Atwood & Palmer, Inc. uses and suggests broker-dealers and custodians to clients and
informs them about certain available entities to perform these services, with the intent that the
client decides which entities to use based on available information and their own preferences.
Atwood & Palmer, Inc. suggests entities considering the full range and quality of services,
including execution compatibility, account access and information, rates, overall fees and
account costs and the prior experience, with respect to; responsiveness, service, reputation,
honesty, integrity and the financial stability of the custodian, among other possible factors.
If the client selects a firm other than one suggested by Atwood & Palmer, Inc., our ability to
negotiate and obtain lower account costs, including commissions, may be lessened.
Furthermore, when a client directs that Atwood & Palmer, Inc. use a certain custodian that is
a broker-dealer through whom all transactions in the account must be executed, the client
may be responsible for negotiating the transaction costs with the broker-dealer. Atwood &
Palmer, Inc. may not negotiate transaction costs based on the pre-existing relationship of the
client with the custodian and will so inform the client they are responsible for negotiating
commissions.
When a client designates a broker-dealer or custodian other than one suggested by Atwood &
Palmer, Inc., higher costs may result than might otherwise be available. In these instances,
institutional rates negotiated by Atwood & Palmer, Inc. based on volume may be unavailable
to the client. Atwood & Palmer, Inc. may be further prohibited from executing a transaction
with the dealer, specialist or market maker for the particular security; and transactions may be
placed on an agency basis by the custodian, then to the dealer, specialist or market-maker.
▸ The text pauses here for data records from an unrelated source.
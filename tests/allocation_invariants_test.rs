//! Invariant sweep over randomly generated polls: whatever the draws do,
//! an allocation must stay one-to-one, valid against the matrix, and
//! partition the participants.

use autocalendar::core::allocator::allocate;
use autocalendar::{PreferenceMatrix, Slot};
use rand::rngs::SmallRng;
use rand::{Rng, SeedableRng};
use std::collections::HashSet;

fn random_matrix(rng: &mut SmallRng) -> PreferenceMatrix {
    let n_participants: usize = rng.random_range(1..=8);
    let n_slots: usize = rng.random_range(1..=8);

    let slots: Vec<Slot> = (0..n_slots)
        .map(|i| {
            Slot::new(
                format!("2020-11-{:02}", i + 1),
                "Mon",
                format!("{}:00-{}:00", 8 + i, 9 + i),
            )
        })
        .collect();
    let participants: Vec<String> = (0..n_participants).map(|i| format!("p{}", i)).collect();
    let cells: Vec<Vec<bool>> = (0..n_participants)
        .map(|_| (0..n_slots).map(|_| rng.random_bool(0.4)).collect())
        .collect();

    PreferenceMatrix::new(slots, participants, cells).unwrap()
}

#[test]
fn test_invariants_over_random_polls() {
    for seed in 0..500u64 {
        let mut rng = SmallRng::seed_from_u64(seed);
        let matrix = random_matrix(&mut rng);
        let outcome = allocate(&matrix, &mut rng);

        // uniqueness: nobody holds two slots
        let mut holders = HashSet::new();
        for a in &outcome.assignments {
            assert!(
                holders.insert(a.participant.clone()),
                "seed {}: {} assigned twice",
                seed,
                a.participant
            );
        }

        // validity: every winner actually selected the slot
        for a in &outcome.assignments {
            let col = matrix.slots().iter().position(|s| s == &a.slot).unwrap();
            let row = matrix
                .participants()
                .iter()
                .position(|p| p == &a.participant)
                .unwrap();
            assert!(matrix.selected(row, col), "seed {}: invalid winner", seed);
        }

        // completeness bound
        assert!(
            outcome.assignments.len() <= matrix.slots().len().min(matrix.participants().len())
        );

        // unallocated + assigned partition the participant set
        let unallocated: HashSet<String> = outcome.unallocated.iter().cloned().collect();
        assert!(holders.is_disjoint(&unallocated), "seed {}: overlap", seed);
        assert_eq!(
            holders.len() + unallocated.len(),
            matrix.participants().len(),
            "seed {}: participants lost",
            seed
        );
    }
}

#[test]
fn test_everyone_selects_everything_fills_min_axis() {
    // With total availability the single-winner path never runs; only the
    // two-draw path settles slots. The count may fall short of the smaller
    // axis when both draws collide, but never exceeds it.
    for seed in 0..100u64 {
        let mut rng = SmallRng::seed_from_u64(seed);
        let slots: Vec<Slot> = (0..4)
            .map(|i| Slot::new("2020-11-01", "Mon", format!("{}:00-{}:00", 8 + i, 9 + i)))
            .collect();
        let participants: Vec<String> = (0..6).map(|i| format!("p{}", i)).collect();
        let cells = vec![vec![true; 4]; 6];
        let matrix = PreferenceMatrix::new(slots, participants, cells).unwrap();

        let outcome = allocate(&matrix, &mut rng);
        assert!(outcome.assignments.len() <= 4);
        assert!(!outcome.assignments.is_empty());
        assert_eq!(outcome.unallocated.len(), 6 - outcome.assignments.len());
    }
}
In certain instances, Atwood & Palmer, Inc. may allow a custodian, such as a bank, to
negotiate transaction costs upon the execution of an order placed by it through the bank as
custodian. Because the bank may have higher volume and thereby greater negotiating ability
to obtain lower transaction costs, Atwood & Palmer, Inc. places the order with the bank and
allows the bank to determine the broker-dealer to be used to execute the transaction.
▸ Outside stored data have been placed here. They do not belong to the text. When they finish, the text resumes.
//! Configuration error types.

use std::path::PathBuf;

use thiserror::Error;

/// Errors from registering, parsing flags and loading the config file.
#[derive(Debug, Error)]
pub enum ConfigError {
    #[error("unsupported default for key `{key}`: {value} (expected int, int64, uint64, string, float64 or bool)")]
    UnsupportedDefault { key: String, value: String },

    #[error("config file `{name}` not found in {}", display_paths(.searched))]
    NotFound { name: String, searched: Vec<PathBuf> },

    #[error("unsupported config file format: {}", .path.display())]
    UnsupportedFormat { path: PathBuf },

    #[error("failed to read config file {}: {source}", .path.display())]
    Io {
        path: PathBuf,
        #[source]
        source: std::io::Error,
    },

    #[error("failed to parse config file {}: {source}", .path.display())]
    Parse {
        path: PathBuf,
        #[source]
        source: Box<figment::Error>,
    },

    #[error("invalid command-line flags: {0}")]
    Flags(#[from] clap::Error),
}

fn display_paths(paths: &[PathBuf]) -> String {
    let shown: Vec<String> = paths.iter().map(|p| p.display().to_string()).collect();
    format!("[{}]", shown.join(", "))
}
//! Configuration management subsystem.
//!
//! # Data Flow
//! ```text
//! register(key, default, description)
//!     → store.rs (default layer + declared --key flag)
//!     → flags.rs (clap parse; only values given on the command line)
//!     → loader.rs (locate & parse config.{toml,yaml,yml,json})
//!     → figment merge: defaults < file < flags
//!     → typed getters (coerce.rs)
//! ```
//!
//! # Design Decisions
//! - Reading a key that was never registered panics: it is a programming error
//! - Default values are a closed set of kinds (`ConfigValue`)
//! - A missing or broken config file either panics (strict) or is returned
//!   to the caller (lenient); the caller picks with `LoadMode`
//! - No global state: every `ConfigStore` is independent

mod coerce;
pub mod error;
mod flags;
pub mod loader;
pub mod store;
pub mod value;

pub use error::ConfigError;
pub use loader::FileFormat;
pub use store::{
    ConfigEntry, ConfigStore, InfoDump, LoadMode, ReadOutcome, CONFIG_FILE_KEY,
    SHOW_CONFIG_DEBUG_KEY, SHOW_CONFIG_KEY,
};
pub use value::{ConfigValue, ValueKind};
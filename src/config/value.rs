//! Typed default values for registered configuration keys.

use std::fmt;

use serde::Serialize;

/// A default value accepted at registration time.
///
/// The set of variants is closed: only these kinds can back a configuration
/// key and its command-line flag.
#[derive(Debug, Clone, PartialEq, Serialize)]
#[serde(untagged)]
pub enum ConfigValue {
    Int(i32),
    Int64(i64),
    Uint64(u64),
    String(String),
    Float64(f64),
    Bool(bool),
}

/// The kind tag of a [`ConfigValue`].
#[derive(Debug, Clone, Copy, PartialEq, Eq)]
pub enum ValueKind {
    Int,
    Int64,
    Uint64,
    String,
    Float64,
    Bool,
}

impl ConfigValue {
    /// Kind of this value, which also decides the flag's parser.
    pub fn kind(&self) -> ValueKind {
        match self {
            ConfigValue::Int(_) => ValueKind::Int,
            ConfigValue::Int64(_) => ValueKind::Int64,
            ConfigValue::Uint64(_) => ValueKind::Uint64,
            ConfigValue::String(_) => ValueKind::String,
            ConfigValue::Float64(_) => ValueKind::Float64,
            ConfigValue::Bool(_) => ValueKind::Bool,
        }
    }

    /// Convert a dynamically typed JSON value.
    ///
    /// Returns `None` for null, arrays and objects. Integers that fit in
    /// `i32` become [`ConfigValue::Int`], larger signed ones `Int64`, and
    /// only values above `i64::MAX` become `Uint64`.
    pub fn from_json(value: &serde_json::Value) -> Option<Self> {
        match value {
            serde_json::Value::Bool(b) => Some(ConfigValue::Bool(*b)),
            serde_json::Value::String(s) => Some(ConfigValue::String(s.clone())),
            serde_json::Value::Number(n) => {
                if let Some(i) = n.as_i64() {
                    Some(match i32::try_from(i) {
                        Ok(small) => ConfigValue::Int(small),
                        Err(_) => ConfigValue::Int64(i),
                    })
                } else if let Some(u) = n.as_u64() {
                    Some(ConfigValue::Uint64(u))
                } else {
                    n.as_f64().map(ConfigValue::Float64)
                }
            }
            serde_json::Value::Null
            | serde_json::Value::Array(_)
            | serde_json::Value::Object(_) => None,
        }
    }

    /// The value as JSON, used for dumps and coercion.
    pub fn to_json(&self) -> serde_json::Value {
        match self {
            ConfigValue::Int(v) => serde_json::Value::from(*v),
            ConfigValue::Int64(v) => serde_json::Value::from(*v),
            ConfigValue::Uint64(v) => serde_json::Value::from(*v),
            ConfigValue::String(v) => serde_json::Value::from(v.as_str()),
            ConfigValue::Float64(v) => serde_json::Value::from(*v),
            ConfigValue::Bool(v) => serde_json::Value::from(*v),
        }
    }
}

impl fmt::Display for ConfigValue {
    fn fmt(&self, f: &mut fmt::Formatter<'_>) -> fmt::Result {
        match self {
            ConfigValue::Int(v) => write!(f, "{}", v),
            ConfigValue::Int64(v) => write!(f, "{}", v),
            ConfigValue::Uint64(v) => write!(f, "{}", v),
            ConfigValue::String(v) => f.write_str(v),
            ConfigValue::Float64(v) => write!(f, "{}", v),
            ConfigValue::Bool(v) => write!(f, "{}", v),
        }
    }
}

impl fmt::Display for ValueKind {
    fn fmt(&self, f: &mut fmt::Formatter<'_>) -> fmt::Result {
        let name = match self {
            ValueKind::Int => "int",
            ValueKind::Int64 => "int64",
            ValueKind::Uint64 => "uint64",
            ValueKind::String => "string",
            ValueKind::Float64 => "float64",
            ValueKind::Bool => "bool",
        };
        f.write_str(name)
    }
}

impl From<i32> for ConfigValue {
    fn from(value: i32) -> Self {
        ConfigValue::Int(value)
    }
}

impl From<i64> for ConfigValue {
    fn from(value: i64) -> Self {
        ConfigValue::Int64(value)
    }
}

impl From<u64> for ConfigValue {
    fn from(value: u64) -> Self {
        ConfigValue::Uint64(value)
    }
}

impl From<String> for ConfigValue {
    fn from(value: String) -> Self {
        ConfigValue::String(value)
    }
}

impl From<&str> for ConfigValue {
    fn from(value: &str) -> Self {
        ConfigValue::String(value.to_string())
    }
}

impl From<f64> for ConfigValue {
    fn from(value: f64) -> Self {
        ConfigValue::Float64(value)
    }
}

impl From<bool> for ConfigValue {
    fn from(value: bool) -> Self {
        ConfigValue::Bool(value)
    }
}

#[cfg(test)]
mod tests {
    use super::*;
    use serde_json::json;

    #[test]
    fn test_from_rust_types() {
        assert_eq!(ConfigValue::from(8080).kind(), ValueKind::Int);
        assert_eq!(ConfigValue::from(1_i64 << 40).kind(), ValueKind::Int64);
        assert_eq!(ConfigValue::from(7_u64).kind(), ValueKind::Uint64);
        assert_eq!(ConfigValue::from("x").kind(), ValueKind::String);
        assert_eq!(ConfigValue::from(0.5).kind(), ValueKind::Float64);
        assert_eq!(ConfigValue::from(true).kind(), ValueKind::Bool);
    }

    #[test]
    fn test_from_json() {
        assert_eq!(ConfigValue::from_json(&json!(42)), Some(ConfigValue::Int(42)));
        assert_eq!(
            ConfigValue::from_json(&json!(5_000_000_000_i64)),
            Some(ConfigValue::Int64(5_000_000_000))
        );
        assert_eq!(
            ConfigValue::from_json(&json!(u64::MAX)),
            Some(ConfigValue::Uint64(u64::MAX))
        );
        assert_eq!(ConfigValue::from_json(&json!(1.5)), Some(ConfigValue::Float64(1.5)));
        assert_eq!(
            ConfigValue::from_json(&json!("info")),
            Some(ConfigValue::String("info".into()))
        );

        // Unsupported shapes
        assert!(ConfigValue::from_json(&json!(null)).is_none());
        assert!(ConfigValue::from_json(&json!([1, 2])).is_none());
        assert!(ConfigValue::from_json(&json!({"a": 1})).is_none());
    }

    #[test]
    fn test_serializes_untagged() {
        let encoded = serde_json::to_string(&ConfigValue::Int(9090)).unwrap();
        assert_eq!(encoded, "9090");
        let encoded = serde_json::to_string(&ConfigValue::String("a".into())).unwrap();
        assert_eq!(encoded, "\"a\"");
    }
}
//! Observability subsystem.
//!
//! # Data Flow
//! ```text
//! level text + output names
//!     → logging.rs (LogLevel parse, JSON subscriber, reload handle)
//!     → sink.rs (stdout / stderr / append-only file, one lock per record)
//!
//! Consumers:
//!     → tracing macros, once the Logger is installed or scoped
//!     → http::access_log (shares Sink for access-log lines)
//! ```

pub mod logging;
pub mod sink;

pub use logging::{LogLevel, Logger, LoggerFactory, LoggingError};
pub use sink::{Sink, SinkSet};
Transaction costs to the client may or may not be higher than obtainable elsewhere, based on
the custodian's execution and its ability to negotiate lower transaction costs. Atwood &
Palmer, Inc. will block trades where possible and when advantageous to clients. Block trading
may allow us to execute equity trades in a more timely and equitable manner, as well as
achieve an average price per share. Atwood & Palmer, Inc. will typically aggregate trades
among clients whose accounts can be traded at a given broker-dealer or custodian.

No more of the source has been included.